- [PROBLEM STATEMENT]: Your answer should consist of the lines in the following data that contain "SessionState".

◇ ◇ ◇ ◇ ◇

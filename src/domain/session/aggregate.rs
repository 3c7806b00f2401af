//! Session aggregate root

use crate::domain::session::value_object::{Direction, EndReason, SessionEvent, SessionState};
use crate::domain::shared::error::DomainError;
use crate::domain::shared::result::Result;
use crate::domain::shared::value_objects::{LineNumber, RemoteParty, SessionId, TransportHandle};
use chrono::{DateTime, Utc};
use serde::{Deserialize, Serialize};

/// One call leg
///
/// Fields are only mutated through the switchboard so that line bindings and
/// terminal states stay consistent.
#[derive(Debug, Clone, Serialize, Deserialize)]
pub struct Session {
    id: SessionId,
    /// Transport call handle, once the transport knows about the call
    handle: Option<TransportHandle>,
    /// Line the session is assigned to; `None` while an inbound offer rings
    line: Option<LineNumber>,
    direction: Direction,
    state: SessionState,
    remote: RemoteParty,
    on_hold: bool,
    muted: bool,
    started_at: DateTime<Utc>,
    answered_at: Option<DateTime<Utc>>,
    ended_at: Option<DateTime<Utc>>,
    end_reason: Option<EndReason>,
    is_consultation_call: bool,
    original_session_id: Option<SessionId>,
}

impl Session {
    pub fn new(direction: Direction, remote: RemoteParty) -> Self {
        Self {
            id: SessionId::new(),
            handle: None,
            line: None,
            direction,
            state: SessionState::Initiating,
            remote,
            on_hold: false,
            muted: false,
            started_at: Utc::now(),
            answered_at: None,
            ended_at: None,
            end_reason: None,
            is_consultation_call: false,
            original_session_id: None,
        }
    }

    /// Mark this session as the consultation leg of an attended transfer
    pub fn consulting_for(mut self, original: SessionId) -> Self {
        self.is_consultation_call = true;
        self.original_session_id = Some(original);
        self
    }

    /// Apply a state machine event, returning the new state
    pub(crate) fn apply(&mut self, event: &SessionEvent) -> Result<SessionState> {
        if self.state.is_terminal() {
            return Err(DomainError::AlreadyTerminal(self.id));
        }

        let next = self.state.next(event).ok_or_else(|| {
            DomainError::InvalidTransition(format!(
                "Session {} cannot handle {:?} in state {}",
                self.id, event, self.state
            ))
        })?;

        match event {
            SessionEvent::Answer => self.answered_at = Some(Utc::now()),
            SessionEvent::Hold => self.on_hold = true,
            SessionEvent::Resume => self.on_hold = false,
            SessionEvent::End(reason) => self.finish(reason.clone()),
            SessionEvent::Fail(failure) => self.finish(EndReason::Failed(failure.clone())),
            SessionEvent::Dial | SessionEvent::Alert => {}
        }

        self.state = next;
        Ok(next)
    }

    fn finish(&mut self, reason: EndReason) {
        self.ended_at = Some(Utc::now());
        self.end_reason = Some(reason);
        self.on_hold = false;
    }

    pub(crate) fn set_line(&mut self, line: LineNumber) {
        self.line = Some(line);
    }

    pub(crate) fn set_handle(&mut self, handle: TransportHandle) {
        self.handle = Some(handle);
    }

    pub(crate) fn set_muted(&mut self, muted: bool) {
        self.muted = muted;
    }

    // Getters
    pub fn id(&self) -> SessionId {
        self.id
    }

    pub fn handle(&self) -> Option<&TransportHandle> {
        self.handle.as_ref()
    }

    pub fn line(&self) -> Option<LineNumber> {
        self.line
    }

    pub fn direction(&self) -> Direction {
        self.direction
    }

    pub fn state(&self) -> SessionState {
        self.state
    }

    pub fn remote(&self) -> &RemoteParty {
        &self.remote
    }

    pub fn is_on_hold(&self) -> bool {
        self.on_hold
    }

    pub fn is_muted(&self) -> bool {
        self.muted
    }

    pub fn started_at(&self) -> &DateTime<Utc> {
        &self.started_at
    }

    pub fn answered_at(&self) -> Option<&DateTime<Utc>> {
        self.answered_at.as_ref()
    }

    pub fn ended_at(&self) -> Option<&DateTime<Utc>> {
        self.ended_at.as_ref()
    }

    pub fn end_reason(&self) -> Option<&EndReason> {
        self.end_reason.as_ref()
    }

    pub fn is_consultation_call(&self) -> bool {
        self.is_consultation_call
    }

    pub fn original_session_id(&self) -> Option<SessionId> {
        self.original_session_id
    }

    pub fn is_terminal(&self) -> bool {
        self.state.is_terminal()
    }

    /// Talk time since answer, up to now or to the end of the call.
    /// Hold does not pause it.
    pub fn duration(&self) -> Option<chrono::Duration> {
        self.answered_at.map(|answered| {
            let until = self.ended_at.unwrap_or_else(Utc::now);
            until - answered
        })
    }
}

◇ ◇ ◇ ◇ ◇

- [REPLY]:
use crate::domain::session::value_object::{Direction, EndReason, SessionEvent, SessionState};
    state: SessionState,
            state: SessionState::Initiating,
    pub(crate) fn apply(&mut self, event: &SessionEvent) -> Result<SessionState> {
    pub fn state(&self) -> SessionState {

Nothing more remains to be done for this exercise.